Fixing the Prequels: Attack of the Clones (part two)

part one

Returning to Attack of the Clones, we’ve just left the Chancellor’s office where Palpatine has just prevailed upon Senator Amidala to accept the protection of the Jedi for the time being, after the attempt on her life. We also have already fleshed out the political situation a little more, giving more of a face and feel to the Separatist movement that threatens the Republic.

Now, we’re ready to meet our heroes: Obi Wan Kenobi, now a Jedi Master, and his Padawan learner, Anakin Skywalker.

In the film, we cut from the Chancellor’s office to the elevator on Senator Amidala’s building, where Anakin is really nervous. For a few reasons I’ll discuss afterward, though, I would add a bit of material before the elevator scene. Here’s what I would do:

EXT: Tatooine – The Dune Sea.

Riding across the Tatooine landscape on an eopie [those are the cow-like things on Tatooine, seen a few times in the PT] is SHMI SKYWALKER. She looks tense, nervous; something is wrong here. The appearance of the scene is glaring and washed out; this is a look to Tatooine that we haven’t seen before. There is no sound at all, until she crests one dune in particular and then the sand before her gives way, causing her eopie to slide down the deepening slope. Before her, at the bottom of a giant bowl of sand, opens the mouth of s SARLACC. Shmi screams in terror–

INT: Coruscant – Jedi temple – bedroom.

ANAKIN SKYWALKER suddenly awakens, his face covered with sweat and his breathing labored.

ANAKIN: Mother!

He’s just had a nightmare about his mother. He blinks, sips some water from a glass on the table next to his bed, and rises. Ten years older since we’ve las seen him, Anakin is tall, muscular, and confident in his motions. He gets a hold of himself and heads into the other room.

INT: Coruscant – Jedi Temple – living room.

Anakin walks into his sparsely furnished living room and moves to the exact center of the circular chamber, where he makes a Force gesture toward a lockbox that pops open, releasing the four REMOTE DROIDS that had been at rest inside. The remotes stream toward him, automatically assuming the attack; they bear down on Anakin and start firing their electro-shock rays at him. Instantly he drops to the floor and rolls to one side, summoning his lightsaber to his hand as he does so. Activating the blade, he begins to do battle with the remotes, deflecting their shots with his lightsaber and evading them with seeming ease. He smiles a little in self-satisfaction, when suddenly the remotes kick into a higher gear, bringing their attacks even faster now. Anakin keeps up, but the remotes increase speed again, and one manages to get a shot through Anakin’s defenses, zapping him on the shoulder. Anakin suddenly lunges in anger, bissecting the remote with one fast and mighty slash of his weapon. The other remotes zip away from him to hover in one corner of the room. Anakin prepares to charge them, when another lightsaber is activated and intercepts his own. Anakin, surprised by the new presence, turns to find himself face-to-face with his teacher, OBI WAN KENOBI.

ANAKIN: Obi Wan!

OBI WAN: They’re just remotes, Anakin. You don’t have to kill them every time.
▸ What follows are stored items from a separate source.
use chrono::{DateTime, Datelike, Timelike, Utc};

pub const EARTH_AXIAL_TILT: f64 = 23.45;
pub const DEGREES_PER_HOUR: f64 = 15.0;
pub const J2000: f64 = 2451545.0;
const UNIX_EPOCH_JD: f64 = 2440587.5;

pub fn deg_to_rad(deg: f64) -> f64 {
    deg * (std::f64::consts::PI / 180.0)
}

pub fn rad_to_deg(rad: f64) -> f64 {
    rad * (180.0 / std::f64::consts::PI)
}

pub fn normalize_angle(angle: f64) -> f64 {
    angle.rem_euclid(360.0)
}

/// Wraps an hour angle into [-180, 180).
pub fn normalize_hour_angle(angle: f64) -> f64 {
    (angle + 180.0).rem_euclid(360.0) - 180.0
}

pub fn leap_year(year: i32) -> bool {
    (year % 400 == 0) || (year % 4 == 0 && year % 100 != 0)
}

pub fn days_in_months(year: i32) -> [u32; 12] {
    [
        31,
        if leap_year(year) { 29 } else { 28 },
        31, 30, 31, 30, 31, 31, 30, 31, 30, 31,
    ]
}

pub fn day_of_year(year: i32, month: u32, day: u32) -> i32 {
    let dim = days_in_months(year);
    let sum: u32 = dim[..(month - 1) as usize].iter().sum();
    (sum + day) as i32
}

pub fn julian_day(dt: &DateTime<Utc>) -> f64 {
    let secs = dt.timestamp() as f64 + f64::from(dt.timestamp_subsec_nanos()) * 1e-9;
    secs / 86400.0 + UNIX_EPOCH_JD
}

pub fn days_since_j2000(dt: &DateTime<Utc>) -> f64 {
    julian_day(dt) - J2000
}

/// Greenwich mean sidereal time in degrees for `n` days since J2000.0.
pub fn greenwich_mean_sidereal_time(n: f64) -> f64 {
    normalize_angle(280.46061837 + 360.98564736629 * n)
}

pub fn utc_hours(dt: &DateTime<Utc>) -> f64 {
    dt.hour() as f64 + dt.minute() as f64 / 60.0 + dt.second() as f64 / 3600.0
}

pub fn intermediate_angle_b(n: i32) -> f64 {
    deg_to_rad((n - 1) as f64 * (360.0 / 365.0))
}

pub fn equation_of_time(n: i32) -> f64 {
    let b = intermediate_angle_b(n);
    229.18
        * (0.000075
            + 0.001868 * b.cos()
            - 0.032077 * b.sin()
            - 0.014615 * (2.0 * b).cos()
            - 0.040849 * (2.0 * b).sin())
}

pub fn utc_lst_correction(longitude: f64, eot: f64) -> f64 {
    (4.0 * longitude + eot) / 60.0
}

pub fn hour_angle(local_solar_time: f64) -> f64 {
    DEGREES_PER_HOUR * (local_solar_time - 12.0)
}

pub fn solar_declination(n: i32) -> f64 {
    EARTH_AXIAL_TILT * deg_to_rad(360.0 * ((284 + n) as f64 / 365.0)).sin()
}

pub fn solar_zenith_angle(latitude: f64, declination: f64, hour_angle: f64) -> f64 {
    let lat_rad = deg_to_rad(latitude);
    let dec_rad = deg_to_rad(declination);
    let ha_rad = deg_to_rad(hour_angle);
    let cos_zenith =
        lat_rad.sin() * dec_rad.sin() + lat_rad.cos() * dec_rad.cos() * ha_rad.cos();
    rad_to_deg(cos_zenith.clamp(-1.0, 1.0).acos())
}

pub fn solar_altitude(zenith_angle: f64) -> f64 {
    90.0 - zenith_angle
}

/// Sun azimuth measured from north, clockwise, in [0, 360).
pub fn solar_azimuth(latitude: f64, declination: f64, hour_angle: f64) -> f64 {
    let lat_rad = deg_to_rad(latitude);
    let dec_rad = deg_to_rad(declination);
    let ha_rad = deg_to_rad(hour_angle);
    let sin_az = -dec_rad.cos() * ha_rad.sin();
    let cos_az = dec_rad.sin() * lat_rad.cos() - dec_rad.cos() * lat_rad.sin() * ha_rad.cos();
    let az_rad = sin_az.atan2(cos_az);
    normalize_angle(rad_to_deg(az_rad))
}

/// Absolute difference between the south-referenced sun azimuth and the
/// surface azimuth. Not wrapped, so it can exceed 180.
pub fn surface_solar_azimuth(sun_azimuth_north: f64, surface_azimuth: f64) -> f64 {
    let sun_azimuth_south = sun_azimuth_north - 180.0;
    (sun_azimuth_south - surface_azimuth).abs()
}

/// Cosine of the incident angle on a surface tilted `tilt` degrees from
/// horizontal, for a sun at `zenith` and surface-solar azimuth `gamma`.
pub fn incidence_cosine(zenith: f64, tilt: f64, gamma: f64) -> f64 {
    let beta = deg_to_rad(solar_altitude(zenith));
    let gamma = deg_to_rad(gamma);
    let eta = deg_to_rad(tilt);
    beta.cos() * gamma.cos() * eta.sin() + beta.sin() * eta.cos()
}

pub fn day_of_year_utc(dt: &DateTime<Utc>) -> i32 {
    day_of_year(dt.year(), dt.month(), dt.day())
}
ANAKIN: I’m sorry, Master.

OBI WAN: Did you know that you go through more remotes than any other two Jedi combined?

ANAKIN: You said it yourself, Master. They’re just remotes. I needed the practice. There wasn’t much action on Ansion.

OBI WAN: (mildly offended) There was plenty of action!
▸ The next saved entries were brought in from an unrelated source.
//! Sun coordinates for a UTC instant and an observer.
//!
//! [`Almanac`] follows the low-precision formulae of the Astronomical Almanac
//! (about 0.01° between 1950 and 2050) and applies topocentric parallax for
//! the observer elevation. [`Seasonal`] is the textbook engineering model
//! built from day-of-year declination and equation of time.

use std::str::FromStr;

use chrono::{DateTime, Datelike, Utc};
use clap::ValueEnum;

use crate::angles::{
    self, deg_to_rad, normalize_angle, normalize_hour_angle, rad_to_deg,
};
use crate::error::ProviderError;
use crate::types::SunCoordinates;

const EARTH_EQUATORIAL_RADIUS_M: f64 = 6_378_140.0;
const SOLAR_PARALLAX_DEG: f64 = 8.794 / 3600.0;

pub trait SolarPositionProvider {
    fn sun_coordinates(
        &self,
        timestamp: DateTime<Utc>,
        latitude: f64,
        longitude: f64,
        elevation: f64,
    ) -> Result<SunCoordinates, ProviderError>;
}

impl<F> SolarPositionProvider for F
where
    F: Fn(DateTime<Utc>, f64, f64, f64) -> Result<SunCoordinates, ProviderError>,
{
    fn sun_coordinates(
        &self,
        timestamp: DateTime<Utc>,
        latitude: f64,
        longitude: f64,
        elevation: f64,
    ) -> Result<SunCoordinates, ProviderError> {
        self(timestamp, latitude, longitude, elevation)
    }
}

fn check_observer(latitude: f64, longitude: f64, elevation: f64) -> Result<(), ProviderError> {
    if !latitude.is_finite() {
        return Err(ProviderError::NonFinite("latitude"));
    }
    if !longitude.is_finite() {
        return Err(ProviderError::NonFinite("longitude"));
    }
    if !elevation.is_finite() {
        return Err(ProviderError::NonFinite("elevation"));
    }
    if !(-90.0..=90.0).contains(&latitude) {
        return Err(ProviderError::InvalidLatitude(latitude));
    }
    if !(-180.0..=180.0).contains(&longitude) {
        return Err(ProviderError::InvalidLongitude(longitude));
    }
    Ok(())
}

#[derive(Debug, Clone, Copy, Default, PartialEq, Eq)]
pub struct Almanac;

impl Almanac {
    pub const MIN_YEAR: i32 = 1900;
    pub const MAX_YEAR: i32 = 2100;
}

impl SolarPositionProvider for Almanac {
    fn sun_coordinates(
        &self,
        timestamp: DateTime<Utc>,
        latitude: f64,
        longitude: f64,
        elevation: f64,
    ) -> Result<SunCoordinates, ProviderError> {
        check_observer(latitude, longitude, elevation)?;
        let year = timestamp.year();
        if !(Self::MIN_YEAR..=Self::MAX_YEAR).contains(&year) {
            return Err(ProviderError::UnsupportedDate {
                year,
                min: Self::MIN_YEAR,
                max: Self::MAX_YEAR,
            });
        }

        let n = angles::days_since_j2000(&timestamp);
        let mean_longitude = normalize_angle(280.460 + 0.9856474 * n);
        let g = deg_to_rad(normalize_angle(357.528 + 0.9856003 * n));
        let ecliptic_longitude = deg_to_rad(normalize_angle(
            mean_longitude + 1.915 * g.sin() + 0.020 * (2.0 * g).sin(),
        ));
        let obliquity = deg_to_rad(23.439 - 0.0000004 * n);

        let right_ascension = normalize_angle(rad_to_deg(
            (obliquity.cos() * ecliptic_longitude.sin()).atan2(ecliptic_longitude.cos()),
        ));
        let declination = rad_to_deg((obliquity.sin() * ecliptic_longitude.sin()).asin());

        let local_sidereal = angles::greenwich_mean_sidereal_time(n) + longitude;
        let hour_angle = normalize_hour_angle(local_sidereal - right_ascension);

        let geocentric_zenith = angles::solar_zenith_angle(latitude, declination, hour_angle);
        let azimuth = angles::solar_azimuth(latitude, declination, hour_angle);

        // Earth-sun distance in AU.
        let distance = 1.00014 - 0.01671 * g.cos() - 0.00014 * (2.0 * g).cos();
        let observer = (EARTH_EQUATORIAL_RADIUS_M + elevation) / EARTH_EQUATORIAL_RADIUS_M;
        let parallax =
            SOLAR_PARALLAX_DEG / distance * observer * deg_to_rad(geocentric_zenith).sin();

        Ok(SunCoordinates {
            azimuth,
            zenith: geocentric_zenith + parallax,
            right_ascension,
            declination,
            hour_angle,
        })
    }
}

#[derive(Debug, Clone, Copy, Default, PartialEq, Eq)]
pub struct Seasonal;

impl SolarPositionProvider for Seasonal {
    fn sun_coordinates(
        &self,
        timestamp: DateTime<Utc>,
        latitude: f64,
        longitude: f64,
        elevation: f64,
    ) -> Result<SunCoordinates, ProviderError> {
        check_observer(latitude, longitude, elevation)?;
        let n = angles::day_of_year_utc(&timestamp);
        let eot = angles::equation_of_time(n);
        let declination = angles::solar_declination(n);
        let correction = angles::utc_lst_correction(longitude, eot);
        let lst = (angles::utc_hours(&timestamp) + correction).rem_euclid(24.0);
        let hour_angle = normalize_hour_angle(angles::hour_angle(lst));

        let sidereal = angles::greenwich_mean_sidereal_time(angles::days_since_j2000(&timestamp));
        let right_ascension = normalize_angle(sidereal + longitude - hour_angle);

        Ok(SunCoordinates {
            azimuth: angles::solar_azimuth(latitude, declination, hour_angle),
            zenith: angles::solar_zenith_angle(latitude, declination, hour_angle),
            right_ascension,
            declination,
            hour_angle,
        })
    }
}

/// Provider choice for callers that pick the model at runtime.
#[derive(Debug, Clone, Copy, Default, PartialEq, Eq, ValueEnum)]
pub enum Model {
    #[default]
    Almanac,
    Seasonal,
}

impl Model {
    pub fn name(self) -> &'static str {
        match self {
            Model::Almanac => "almanac",
            Model::Seasonal => "seasonal",
        }
    }
}

impl FromStr for Model {
    type Err = String;

    fn from_str(s: &str) -> Result<Self, Self::Err> {
        <Self as ValueEnum>::from_str(s, true)
    }
}

impl SolarPositionProvider for Model {
    fn sun_coordinates(
        &self,
        timestamp: DateTime<Utc>,
        latitude: f64,
        longitude: f64,
        elevation: f64,
    ) -> Result<SunCoordinates, ProviderError> {
        match self {
            Model::Almanac => Almanac.sun_coordinates(timestamp, latitude, longitude, elevation),
            Model::Seasonal => Seasonal.sun_coordinates(timestamp, latitude, longitude, elevation),
        }
    }
}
ANAKIN: For you! I had to stay and fix the ship after your so-called landing.

OBI WAN: And a fine job you did, my young Padawan. That ship’s never flown better.

ANAKIN: The Jedi aren’t mechanics. And did you turn up the intensity settings on my remotes? I didn’t do that!

Obi Wan gives him a sheepish grin and shrugs.

ANAKIN: How long have you been doing that? Why are you here, anyway? Shouldn’t you be practicing your piloting or something? We’re on leave….

OBI WAN: Not anymore. It seems that a certain high-ranking Republic dignitary is in need of Jedi protection, at the request of the Chancellor himself.

Anakin groans….

ANAKIN: Not another protection job, Master! All we ever do is stand around looking mean in the face of a threat that never materializes. Can’t Master Shak-ti take this one?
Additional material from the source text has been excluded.